Search the internet for photography articles about noise, and almost universally, they will be about how to reduce it in your photos. But is noise always a bad thing? This interesting video discusses why it might not always be bad and why you might want to embrace it at times.
Coming to you from James Popsys, this great video discusses the virtues of noise in photographs. From a technical aspect, we generally try to minimize noise. However, one common mistake I see people make is sacrificing too much shutter speed for the sake of a lower ISO. Without a doubt, a sharp photo with noise is always better than a blurry photo without noise. However, it goes beyond just a technical argument to one of aesthetics. To say that noise is always bad contains within it the implication that noise is universally an aesthetic detriment to a photo, and personally, the more I stop and think about it, the more that seems like a rather unfounded sweeping statement. Surely, there are times when noise can be integral to very mood or character of a photo, and without it, the image just doesn't have the same impact. Check out the video above for Popsys' full thoughts.
Is ‘noise’ even a thing now? In the days of cameras that had issues over 400iso, ok. Now though? I see more noise, sorry,’‘grain” added to processed images than sensors produce.
When conditions mandate it, I've never bothered to bat an eye at noise, even in the film days. If I needed Fuji 1600 pushed a stop, that's what I did. It's either that or not get a potential shot.
The funny thing for me is how well you have it in the digital age. People say all sorts of crap about it, but the worst digital noise image today will allow you to shoot stuff I could only dream of in the film days. I push an M4/3 camera(!) to 12,800 all the time, and still have better noise, dynamic range, color, and accutance than anything I could have ever gotten on film.
I've definitely made the mistake of blowing shutter speed for ISO but more relaxed about it now.
Here's a photo my wife took on a compact camera where the noise is fine (sorry don't know the ISO) unless you want to crop.
Is that in Bradford on Avon by any chance?
Stick to FF
It used to bother me a lot, but not anymore
Noise is NEVER desirable in a captured image since it represents random data and detracts from the actual image's 'true' information. In the final output one can add noise (or grain) back as an aesthetic choice- not one that is forced upon you by a camera's less than pristine output. You can always degrade an image- never retrieve original data that is lost because of noise (or compression or poor focus).

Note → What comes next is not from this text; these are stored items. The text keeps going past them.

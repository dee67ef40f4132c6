//! Pointer input
//!
//! A single tap/click drives everything: on the game-over screen it is
//! tested against the reset text, otherwise it moves the ship and either
//! toggles pause (top-right button) or fires.

use glam::Vec2;
use serde::{Deserialize, Serialize};

use super::collision::Aabb;
use super::state::{Arena, Armory, Battlefield};
use crate::consts::PAUSE_BUTTON_SIZE;

/// Label drawn under the final score on the game-over screen
pub const RESET_LABEL: &str = "-tap here to reset-";
/// Text size used for the reset label
pub const RESET_TEXT_SIZE: f32 = 50.0;
/// Baseline offset of the reset label below the arena center
pub const RESET_BASELINE_OFFSET: f32 = 200.0;
/// Estimated glyph advance as a fraction of the text size
pub const GLYPH_ADVANCE: f32 = 0.55;

/// A pointer-down event
#[derive(Debug, Clone, Copy, PartialEq, Serialize, Deserialize)]
pub struct PointerEvent {
    pub x: f32,
    pub y: f32,
    /// Milliseconds since the session started
    pub at_ms: u64,
}

impl PointerEvent {
    pub fn new(x: f32, y: f32, at_ms: u64) -> Self {
        Self { x, y, at_ms }
    }

    #[inline]
    pub fn pos(&self) -> Vec2 {
        Vec2::new(self.x, self.y)
    }
}

/// What a pointer event did
#[derive(Debug, Clone, Copy, PartialEq, Eq)]
pub enum InputOutcome {
    /// Nothing happened (game-over tap outside the reset text)
    Ignored,
    /// The ship moved; no shot (cooldown or paused)
    Moved,
    /// The ship moved and fired
    Fired,
    /// The pause button was hit; carries the new paused state
    PauseToggled(bool),
    /// The reset text was hit on the game-over screen
    ReturnToStart,
}

/// Tappable regions of the screen
#[derive(Debug, Clone, Copy, PartialEq, Serialize, Deserialize)]
pub struct HitRegions {
    pub pause: Aabb,
    pub reset: Aabb,
}

impl HitRegions {
    /// Regions for an arena, with the reset text measured by estimate
    pub fn for_arena(arena: &Arena) -> Self {
        Self {
            pause: pause_region(arena),
            reset: estimated_text_bounds(
                arena,
                RESET_LABEL,
                RESET_TEXT_SIZE,
                arena.height / 2.0 + RESET_BASELINE_OFFSET,
            ),
        }
    }
}

/// Fixed square in the top-right corner
pub fn pause_region(arena: &Arena) -> Aabb {
    Aabb::from_corner(
        Vec2::new(arena.width - PAUSE_BUTTON_SIZE, 0.0),
        Vec2::splat(PAUSE_BUTTON_SIZE),
    )
}

/// Bounds of a horizontally centered line of text sitting on `baseline`
pub fn estimated_text_bounds(arena: &Arena, text: &str, text_size: f32, baseline: f32) -> Aabb {
    let width = text.chars().count() as f32 * text_size * GLYPH_ADVANCE;
    Aabb::from_corner(
        Vec2::new((arena.width - width) / 2.0, baseline - text_size),
        Vec2::new(width, text_size),
    )
}

/// Apply one pointer event to the game
pub fn apply_pointer(
    field: &Battlefield,
    armory: &mut Armory,
    regions: &HitRegions,
    event: PointerEvent,
) -> InputOutcome {
    let pos = event.pos();

    if field.game_over {
        return if regions.reset.contains_point(pos) {
            InputOutcome::ReturnToStart
        } else {
            InputOutcome::Ignored
        };
    }

    armory.player.move_to(event.x, &field.arena);

    if regions.pause.contains_point(pos) {
        armory.paused = !armory.paused;
        log::info!("Pause {}", if armory.paused { "on" } else { "off" });
        return InputOutcome::PauseToggled(armory.paused);
    }

    // Taps while paused only move the ship; the shot is dropped
    if !armory.paused && armory.try_fire(event.at_ms, &field.arena) {
        InputOutcome::Fired
    } else {
        InputOutcome::Moved
    }
}

#[cfg(test)]
mod tests {
    use super::*;
    use crate::consts::FIRE_COOLDOWN_MS;

    fn setup() -> (Battlefield, Armory, HitRegions) {
        let arena = Arena::new(1000.0, 2000.0).unwrap();
        (
            Battlefield::new(arena, 1),
            Armory::new(&arena, FIRE_COOLDOWN_MS),
            HitRegions::for_arena(&arena),
        )
    }

    #[test]
    fn test_tap_moves_and_fires() {
        let (field, mut armory, regions) = setup();
        let outcome = apply_pointer(
            &field,
            &mut armory,
            &regions,
            PointerEvent::new(300.0, 1500.0, 0),
        );
        assert_eq!(outcome, InputOutcome::Fired);
        assert_eq!(armory.player.x, 300.0);
        assert_eq!(armory.projectiles.len(), 1);
        assert_eq!(armory.projectiles[0].pos, Vec2::new(300.0, 1800.0));
    }

    #[test]
    fn test_cooldown_blocks_second_shot() {
        let (field, mut armory, regions) = setup();
        apply_pointer(
            &field,
            &mut armory,
            &regions,
            PointerEvent::new(300.0, 1500.0, 0),
        );
        let outcome = apply_pointer(
            &field,
            &mut armory,
            &regions,
            PointerEvent::new(400.0, 1500.0, 300),
        );
        assert_eq!(outcome, InputOutcome::Moved);
        assert_eq!(armory.player.x, 400.0);
        assert_eq!(armory.projectiles.len(), 1);
    }

    #[test]
    fn test_pause_button_toggles() {
        let (field, mut armory, regions) = setup();
        let tap = PointerEvent::new(950.0, 50.0, 0);
        assert_eq!(
            apply_pointer(&field, &mut armory, &regions, tap),
            InputOutcome::PauseToggled(true)
        );
        assert!(armory.projectiles.is_empty());
        // The ship still follows the tap, clamped to the arena
        assert_eq!(armory.player.x, 950.0);

        // Fire is dropped while paused
        let fire = PointerEvent::new(500.0, 1500.0, 1000);
        assert_eq!(
            apply_pointer(&field, &mut armory, &regions, fire),
            InputOutcome::Moved
        );
        assert!(armory.projectiles.is_empty());

        assert_eq!(
            apply_pointer(&field, &mut armory, &regions, tap),
            InputOutcome::PauseToggled(false)
        );
    }

    #[test]
    fn test_game_over_reset_region() {
        let (mut field, mut armory, regions) = setup();
        field.game_over = true;

        let miss = PointerEvent::new(100.0, 100.0, 0);
        assert_eq!(
            apply_pointer(&field, &mut armory, &regions, miss),
            InputOutcome::Ignored
        );
        assert_eq!(armory.player.x, 500.0);

        let center = regions.reset.center;
        let hit = PointerEvent::new(center.x, center.y, 0);
        assert_eq!(
            apply_pointer(&field, &mut armory, &regions, hit),
            InputOutcome::ReturnToStart
        );
        assert!(armory.projectiles.is_empty());
    }

    #[test]
    fn test_reset_region_sits_on_baseline() {
        let arena = Arena::new(1000.0, 2000.0).unwrap();
        let regions = HitRegions::for_arena(&arena);
        assert_eq!(regions.reset.max().y, 1200.0);
        assert_eq!(regions.reset.min().y, 1150.0);
        assert!((regions.reset.center.x - 500.0).abs() < 1e-3);
    }
}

It's like most things: it is bad when it is unwanted. It's rarely - if ever - tolerable in macro.
I'd rather add grain in post and fully control the amount than allow the randomness of the camera's ISO settings to dictate it.
I am waiting for the photo fashion world to swivel yet again and declare "Noise is the best thing ever!" Similar to the place shallow DOF now holds.
I look even further: blurriness will be fashionable soon: look how blurry is this picture!
Noise is like redundant talk, sometimes it's nice to have, sometimes it's not
Spends the entire video dismissing "not a big deal" then glosses over some really big deals. If you want some extremely silly and obvious fallacious arguments, this is the video you've been looking for!
If i'm shooting product shots, then I don't want any noise. Otherwise, in my daily photos, or vacation photos it doesn't bother me if it's within reason. I shoot more film than digital, so i'm kinda used to film grain anyway.